HIV-1 is notorious for evading the immune system's attacks by constantly mutating, but the new antibodies are able to throw a wrench in that strategy. The key is in the combination. The antibodies target HIV-1's surface protein gp160, a large molecule that forms a spike that seeks out host cells and attaches to them. One antibody alone wasn't enough to quell the virus; neither was a mix of three. But five of them in unison proved too complicated for gp160 to mutate its way out of.

The researchers used "humanized" mice for the study, provided by Alexander Ploss in the Laboratory of Virology and Infectious Disease, because normal mice don't have the right receptors to be infected with HIV-1.

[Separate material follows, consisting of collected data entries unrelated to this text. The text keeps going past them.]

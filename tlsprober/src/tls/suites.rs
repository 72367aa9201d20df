//! What a negotiated cipher suite means for the key schedule and the record layer.

use prober::error::Error;

use crate::crypto::hash::HashAlgorithm;
use crate::tls::enums::CipherSuite;

#[derive(Debug, Clone, Copy, PartialEq, Eq)]
pub enum KeyExchange {
    Rsa,
    Ecdhe,
    /// Negotiated through extensions, the suite does not say.
    Tls13,
}

#[derive(Debug, Clone, Copy, PartialEq, Eq)]
pub enum BulkCipher {
    Aes128Cbc,
    Aes256Cbc,
    Aes128Gcm,
    Aes256Gcm,
    Chacha20Poly1305,
}

impl BulkCipher {
    pub fn is_aead(self) -> bool {
        !matches!(self, BulkCipher::Aes128Cbc | BulkCipher::Aes256Cbc)
    }
}

#[derive(Debug, Clone, Copy, PartialEq, Eq)]
pub enum MacAlgorithm {
    Sha1,
    Sha256,
    Sha384,
    /// Authentication is part of the bulk cipher.
    Aead,
}

#[derive(Debug, Clone, Copy, PartialEq, Eq)]
pub struct SuiteInfo {
    pub suite: CipherSuite,
    pub kx: KeyExchange,
    pub bulk: BulkCipher,
    pub mac: MacAlgorithm,
    /// Hash of the PRF in TLS 1.2 and of HKDF in TLS 1.3.
    pub prf: HashAlgorithm,
}

impl SuiteInfo {
    pub fn key_len(&self) -> usize {
        match self.bulk {
            BulkCipher::Aes128Cbc | BulkCipher::Aes128Gcm => 16,
            BulkCipher::Aes256Cbc | BulkCipher::Aes256Gcm | BulkCipher::Chacha20Poly1305 => 32,
        }
    }

    /// Implicit part of the nonce which comes out of the TLS 1.2 key block.
    pub fn fixed_iv_len(&self) -> usize {
        match self.bulk {
            BulkCipher::Aes128Cbc | BulkCipher::Aes256Cbc => 0,
            BulkCipher::Aes128Gcm | BulkCipher::Aes256Gcm => 4,
            BulkCipher::Chacha20Poly1305 => 12,
        }
    }

    pub fn mac_algorithm(&self) -> Option<HashAlgorithm> {
        match self.mac {
            MacAlgorithm::Sha1 => Some(HashAlgorithm::Sha1),
            MacAlgorithm::Sha256 => Some(HashAlgorithm::Sha256),
            MacAlgorithm::Sha384 => Some(HashAlgorithm::Sha384),
            MacAlgorithm::Aead => None,
        }
    }

    pub fn mac_len(&self) -> usize {
        self.mac_algorithm().map_or(0, HashAlgorithm::output_len)
    }

    pub fn block_len(&self) -> usize {
        if self.bulk.is_aead() {
            0
        } else {
            16
        }
    }

    /// Length of the TLS 1.2 key block, both directions.
    pub fn key_block_len(&self) -> usize {
        2 * (self.mac_len() + self.key_len() + self.fixed_iv_len())
    }

    pub fn is_tls13(&self) -> bool {
        self.kx == KeyExchange::Tls13
    }
}

macro_rules! suite {
    ($suite:ident, $kx:ident, $bulk:ident, $mac:ident, $prf:ident) => {
        SuiteInfo {
            suite: CipherSuite::$suite,
            kx: KeyExchange::$kx,
            bulk: BulkCipher::$bulk,
            mac: MacAlgorithm::$mac,
            prf: HashAlgorithm::$prf,
        }
    };
}

static SUITES: &[SuiteInfo] = &[
    suite!(TLS_RSA_WITH_AES_128_CBC_SHA, Rsa, Aes128Cbc, Sha1, Sha256),
    suite!(TLS_RSA_WITH_AES_256_CBC_SHA, Rsa, Aes256Cbc, Sha1, Sha256),
    suite!(TLS_RSA_WITH_AES_128_CBC_SHA256, Rsa, Aes128Cbc, Sha256, Sha256),
    suite!(TLS_RSA_WITH_AES_256_CBC_SHA256, Rsa, Aes256Cbc, Sha256, Sha256),
    suite!(TLS_RSA_WITH_AES_128_GCM_SHA256, Rsa, Aes128Gcm, Aead, Sha256),
    suite!(TLS_RSA_WITH_AES_256_GCM_SHA384, Rsa, Aes256Gcm, Aead, Sha384),
    suite!(TLS13_AES_128_GCM_SHA256, Tls13, Aes128Gcm, Aead, Sha256),
    suite!(TLS13_AES_256_GCM_SHA384, Tls13, Aes256Gcm, Aead, Sha384),
    suite!(TLS13_CHACHA20_POLY1305_SHA256, Tls13, Chacha20Poly1305, Aead, Sha256),
    suite!(TLS_ECDHE_ECDSA_WITH_AES_128_CBC_SHA, Ecdhe, Aes128Cbc, Sha1, Sha256),
    suite!(TLS_ECDHE_ECDSA_WITH_AES_256_CBC_SHA, Ecdhe, Aes256Cbc, Sha1, Sha256),
    suite!(TLS_ECDHE_RSA_WITH_AES_128_CBC_SHA, Ecdhe, Aes128Cbc, Sha1, Sha256),
    suite!(TLS_ECDHE_RSA_WITH_AES_256_CBC_SHA, Ecdhe, Aes256Cbc, Sha1, Sha256),
    suite!(TLS_ECDHE_ECDSA_WITH_AES_128_CBC_SHA256, Ecdhe, Aes128Cbc, Sha256, Sha256),
    suite!(TLS_ECDHE_ECDSA_WITH_AES_256_CBC_SHA384, Ecdhe, Aes256Cbc, Sha384, Sha384),
    suite!(TLS_ECDHE_RSA_WITH_AES_128_CBC_SHA256, Ecdhe, Aes128Cbc, Sha256, Sha256),
    suite!(TLS_ECDHE_RSA_WITH_AES_256_CBC_SHA384, Ecdhe, Aes256Cbc, Sha384, Sha384),
    suite!(TLS_ECDHE_ECDSA_WITH_AES_128_GCM_SHA256, Ecdhe, Aes128Gcm, Aead, Sha256),
    suite!(TLS_ECDHE_ECDSA_WITH_AES_256_GCM_SHA384, Ecdhe, Aes256Gcm, Aead, Sha384),
    suite!(TLS_ECDHE_RSA_WITH_AES_128_GCM_SHA256, Ecdhe, Aes128Gcm, Aead, Sha256),
    suite!(TLS_ECDHE_RSA_WITH_AES_256_GCM_SHA384, Ecdhe, Aes256Gcm, Aead, Sha384),
    suite!(TLS_ECDHE_RSA_WITH_CHACHA20_POLY1305_SHA256, Ecdhe, Chacha20Poly1305, Aead, Sha256),
    suite!(TLS_ECDHE_ECDSA_WITH_CHACHA20_POLY1305_SHA256, Ecdhe, Chacha20Poly1305, Aead, Sha256),
];

/// Parameters of `suite`. Suites the record layer can not protect with are a peer error,
/// as only the server picks them.
pub fn lookup(suite: CipherSuite) -> Result<&'static SuiteInfo, Error> {
    SUITES
        .iter()
        .find(|info| info.suite == suite)
        .ok_or_else(|| Error::Protocol(format!("cipher suite {:?} is not supported", suite)))
}

#[cfg(test)]
mod tests {
    use test_log::test;

    use super::*;

    #[test]
    fn test_key_block_lengths() {
        let cbc = lookup(CipherSuite::TLS_RSA_WITH_AES_128_CBC_SHA).unwrap();
        assert_eq!(cbc.key_block_len(), 2 * (20 + 16));
        assert_eq!(cbc.block_len(), 16);

        let gcm = lookup(CipherSuite::TLS_ECDHE_RSA_WITH_AES_256_GCM_SHA384).unwrap();
        assert_eq!(gcm.key_block_len(), 2 * (32 + 4));
        assert_eq!(gcm.prf, HashAlgorithm::Sha384);

        let chacha = lookup(CipherSuite::TLS_ECDHE_RSA_WITH_CHACHA20_POLY1305_SHA256).unwrap();
        assert_eq!(chacha.fixed_iv_len(), 12);
    }

    #[test]
    fn test_unknown_suites() {
        assert!(lookup(CipherSuite::TLS_EMPTY_RENEGOTIATION_INFO_SCSV).is_err());
        assert!(lookup(CipherSuite::Unknown(0x0a0a)).is_err());
        assert!(lookup(CipherSuite::TLS13_AES_128_GCM_SHA256)
            .unwrap()
            .is_tls13());
    }
}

"Although HIV-1 infection in humanized mice differs in many important aspects from infection in humans, the results are encouraging to investigate these antibodies in clinical trials," says Klein. "It also may be that a combination of antibodies and the already established antiretroviral therapy is more efficacious than either alone," says Klein.

"If this could be used as a treatment one day, it is conceivable that patients would only need to take traditional drugs until the virus is controlled, and then receive antibodies every two to three months to maintain that control. We're eager to explore if a benefit in HIV-1-treatment can be achieved in humans."